L’étudiante a saisi le tribunal administratif de Marseille afin d’obtenir l’annulation de cette décision d’exclusion. Par un jugement du 12 juillet 2024, le tribunal a rejeté sa demande. L’étudiante a alors interjeté appel de ce jugement, contestant tant la régularité de la procédure suivie que le bien-fondé de la mesure prise à son encontre. Elle soutenait notamment que la procédure était entachée d’irrégularités, que les faits reprochés ne justifiaient pas une telle mesure, que celle-ci était disproportionnée et qu’elle révélait un détournement de pouvoir.

La question de droit qui se posait à la cour administrative d’appel était de savoir si l’exclusion définitive d’une étudiante infirmière, fondée sur une insuffisance professionnelle estimée dangereuse pour la sécurité des patients, pouvait être légalement prononcée malgré des vices de procédure allégués, et si une telle mesure ne revêtait pas un caractère disproportionné.

La cour administrative d’appel de Marseille a rejeté la requête de l’étudiante, confirmant ainsi la légalité de la décision d’exclusion. Elle a d’abord estimé que les éventuelles irrégularités de procédure n’avaient ni exercé une influence sur le sens de la décision, ni privé l’intéressée d’une garantie. Elle a ensuite jugé que les faits de manquements répétés aux règles d’hygiène et de sécurité, constatés objectivement, constituaient bien des actes incompatibles avec la sécurité des patients et que, par conséquent, la mesure d’exclusion définitive n’était entachée ni d’une erreur d’appréciation, ni d’un caractère disproportionné.
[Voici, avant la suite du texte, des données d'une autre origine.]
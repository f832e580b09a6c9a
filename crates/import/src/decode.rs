//! Scalar decoders: raw cell values to dates, amounts, and text.

use std::str::FromStr;
use std::sync::OnceLock;

use chrono::{DateTime, Datelike, Duration, NaiveDate, NaiveDateTime};
use regex::Regex;
use rust_decimal::prelude::FromPrimitive;
use rust_decimal::Decimal;
use sheetwise_core::SheetDate;

use crate::grid::CellValue;

/// Day zero of spreadsheet date serials (1899-12-30, which absorbs the 1900
/// leap-year bug).
const SERIAL_EPOCH: (i32, u32, u32) = (1899, 12, 30);
/// 9999-12-31.
const MAX_SERIAL: f64 = 2_958_465.0;

const DATE_FORMATS: &[&str] = &[
    "%Y-%m-%d",
    "%Y/%m/%d",
    "%Y.%m.%d",
    "%m/%d/%Y",
    "%d/%m/%Y",
    "%m-%d-%Y",
    "%d-%m-%Y",
    "%d.%m.%Y",
    "%d %b %Y",
    "%d %B %Y",
    "%d-%b-%Y",
    "%d-%B-%Y",
    "%b %d, %Y",
    "%B %d, %Y",
    "%b %d %Y",
    "%B %d %Y",
    "%a, %d %b %Y",
    "%m/%d/%y",
    "%d/%m/%y",
    "%d-%b-%y",
    "%d %b %y",
];

const DATETIME_FORMATS: &[&str] = &[
    "%Y-%m-%dT%H:%M:%S%.f",
    "%Y-%m-%d %H:%M:%S%.f",
    "%Y-%m-%d %H:%M",
    "%m/%d/%Y %H:%M:%S",
    "%m/%d/%Y %H:%M",
];

fn re_amount_noise() -> &'static Regex {
    static R: OnceLock<Regex> = OnceLock::new();
    R.get_or_init(|| Regex::new(r"[\p{Sc}\s,\u{00A0}]").expect("invalid regex"))
}

/// Convert a day serial into a calendar date. The fractional (time) part is
/// ignored; serials outside the spreadsheet range yield `None`.
pub fn date_from_serial(serial: f64) -> Option<NaiveDate> {
    if !serial.is_finite() || serial < 0.0 || serial > MAX_SERIAL {
        return None;
    }
    let (y, m, d) = SERIAL_EPOCH;
    let epoch = NaiveDate::from_ymd_opt(y, m, d)?;
    epoch.checked_add_signed(Duration::days(serial.floor() as i64))
}

/// Parse free text as a calendar date, trying common layouts. Month-first is
/// tried before day-first, so `03/04/2024` is March 4th.
pub fn parse_date_text(raw: &str) -> Option<NaiveDate> {
    let s = raw.trim();
    if s.is_empty() {
        return None;
    }

    for fmt in DATE_FORMATS {
        if let Ok(date) = NaiveDate::parse_from_str(s, fmt) {
            // %Y happily reads "24" as year 24.
            if fmt.contains("%y") || date.year() >= 1000 {
                return Some(date);
            }
        }
    }

    for fmt in DATETIME_FORMATS {
        if let Ok(dt) = NaiveDateTime::parse_from_str(s, fmt) {
            return Some(dt.date());
        }
    }

    DateTime::parse_from_rfc3339(s)
        .or_else(|_| DateTime::parse_from_rfc2822(s))
        .map(|dt| dt.date_naive())
        .ok()
}

/// Decode a date cell. Blank cells yield `None`; anything else yields either a
/// calendar date or the original text, unchanged.
pub fn decode_date(cell: &CellValue) -> Option<SheetDate> {
    match cell {
        CellValue::Number(n) => Some(match date_from_serial(*n) {
            Some(date) => SheetDate::Calendar(date),
            None => SheetDate::Unparsed(number_text(*n)),
        }),
        CellValue::Text(s) if !s.trim().is_empty() => {
            Some(match parse_date_text(s).or_else(|| serial_from_text(s)) {
                Some(date) => SheetDate::Calendar(date),
                None => SheetDate::Unparsed(s.clone()),
            })
        }
        CellValue::Bool(b) => Some(SheetDate::Unparsed(b.to_string())),
        _ => None,
    }
}

/// A serial that arrived as text, as every CSV cell does. Only bare digits
/// qualify.
fn serial_from_text(raw: &str) -> Option<NaiveDate> {
    let s = raw.trim();
    if !s.bytes().all(|b| b.is_ascii_digit()) {
        return None;
    }
    date_from_serial(s.parse::<u32>().ok()?.into())
}

/// Parse a currency-formatted string into a signed decimal.
///
/// Currency symbols, thousands separators and whitespace are dropped.
/// `(1,234.50)` is negative, as in accounting exports.
pub fn parse_amount_text(raw: &str) -> Option<Decimal> {
    let cleaned = re_amount_noise().replace_all(raw, "");
    let s = cleaned.as_ref();

    let (negative, s) = match s.strip_prefix('(').and_then(|v| v.strip_suffix(')')) {
        Some(inner) => (true, inner),
        None => (false, s),
    };
    let s = s.strip_prefix('+').unwrap_or(s);
    if s.is_empty() {
        return None;
    }

    let value = Decimal::from_str(s)
        .or_else(|_| Decimal::from_scientific(s))
        .ok()?;
    Some(if negative { -value.abs() } else { value })
}

/// Decode an amount cell into a signed decimal. `None` means the cell held
/// something that is not a number.
pub fn decode_amount(cell: &CellValue) -> Option<Decimal> {
    match cell {
        CellValue::Number(n) if n.is_finite() => Decimal::from_f64(*n),
        CellValue::Text(s) => parse_amount_text(s),
        _ => None,
    }
}

/// Coerce a cell to trimmed text. Blank cells yield `None`.
pub fn decode_text(cell: &CellValue) -> Option<String> {
    match cell {
        CellValue::Empty => None,
        CellValue::Text(s) => {
            let s = s.trim();
            (!s.is_empty()).then(|| s.to_string())
        }
        CellValue::Number(n) => Some(number_text(*n)),
        CellValue::Bool(b) => Some(b.to_string()),
    }
}

fn number_text(n: f64) -> String {
    if n.fract() == 0.0 && n.abs() < 1e15 {
        format!("{}", n as i64)
    } else {
        n.to_string()
    }
}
La solution retenue par les juges d’appel s’articule autour de deux axes principaux. D’une part, elle confirme une approche pragmatique du contrôle des vices de procédure, subordonnant leur effet dirimant à leur influence concrète sur la décision (I). D’autre part, elle consacre la prééminence de l’impératif de sécurité des patients dans l’appréciation de la proportionnalité d’une mesure d’éviction d’une formation paramédicale (II).

I. Une application rigoureuse de la jurisprudence Danthony au contentieux des sanctions étudiantes

La cour administrative d’appel, pour écarter les moyens de légalité externe soulevés par la requérante, a fait une application stricte d’une jurisprudence bien établie, en se concentrant sur les garanties fondamentales dont a pu bénéficier l’étudiante plutôt que sur le respect formel de chaque étape procédurale.

A. Le rejet des vices de forme n’ayant pas privé l’étudiante d’une garantie

L’étudiante invoquait plusieurs manquements aux dispositions de l’arrêté du 21 avril 2007, notamment quant au délai de convocation des membres de la section et à la transmission de certaines pièces. La Cour, sans nécessairement contester la matérialité de ces irrégularités, a mobilisé le principe selon lequel « un vice affectant le déroulement d’une procédure administrative préalable […] n’est de nature à entacher d’illégalité la décision prise que s’il ressort des pièces du dossier qu’il a été susceptible d’exercer, en l’espèce, une influence sur le sens de la décision prise ou qu’il a privé les intéressés d’une garantie ». Ce faisant, elle a vérifié si, concrètement, les droits de la défense de l’étudiante avaient été méconnus.

Elle a ainsi constaté que la convocation informait clairement l’intéressée de l’objet de la réunion et de la nature de la mesure encourue, lui permettant de préparer sa défense. De même, elle a relevé que le quorum était atteint et que les documents que l’étudiante souhaitait produire avaient bien été communiqués ou, à tout le moins, que leur contenu avait été débattu oralement durant la séance. Cette analyse pragmatique démontre que le juge se refuse à annuler une décision pour des motifs procéduraux qui ne se traduisent pas par une atteinte substantielle aux droits de l’administré.

B. La confirmation de la prévalence de l’examen contradictoire sur les formalités procédurales

Au-delà de la seule application du principe de non-substantialité des vices de forme, l’arrêt souligne l’importance cardinale du respect du principe du contradictoire. La Cour a méticuleusement vérifié que l’étudiante avait été en mesure de présenter ses observations tant écrites qu’orales, et qu’elle avait été entendue par la section. Le fait que « les circonstances auxquelles il est fait référence dans ces pièces complémentaires […] ont été abordées lors des échanges » a été un élément déterminant pour la Cour.

Cette approche confirme que, dans le cadre d’une procédure administrative, la possibilité effective pour la personne concernée de faire valoir son point de vue et de discuter les éléments à charge constitue la garantie essentielle. Dès lors que cet échange contradictoire a pu avoir lieu de manière éclairée, les autres formalités, bien qu’obligatoires, perdent de leur substance et ne sauraient, à elles seules, justifier une annulation. La décision privilégie ainsi une vision matérielle des droits de la défense sur un formalisme procédural qui serait vidé de sa portée.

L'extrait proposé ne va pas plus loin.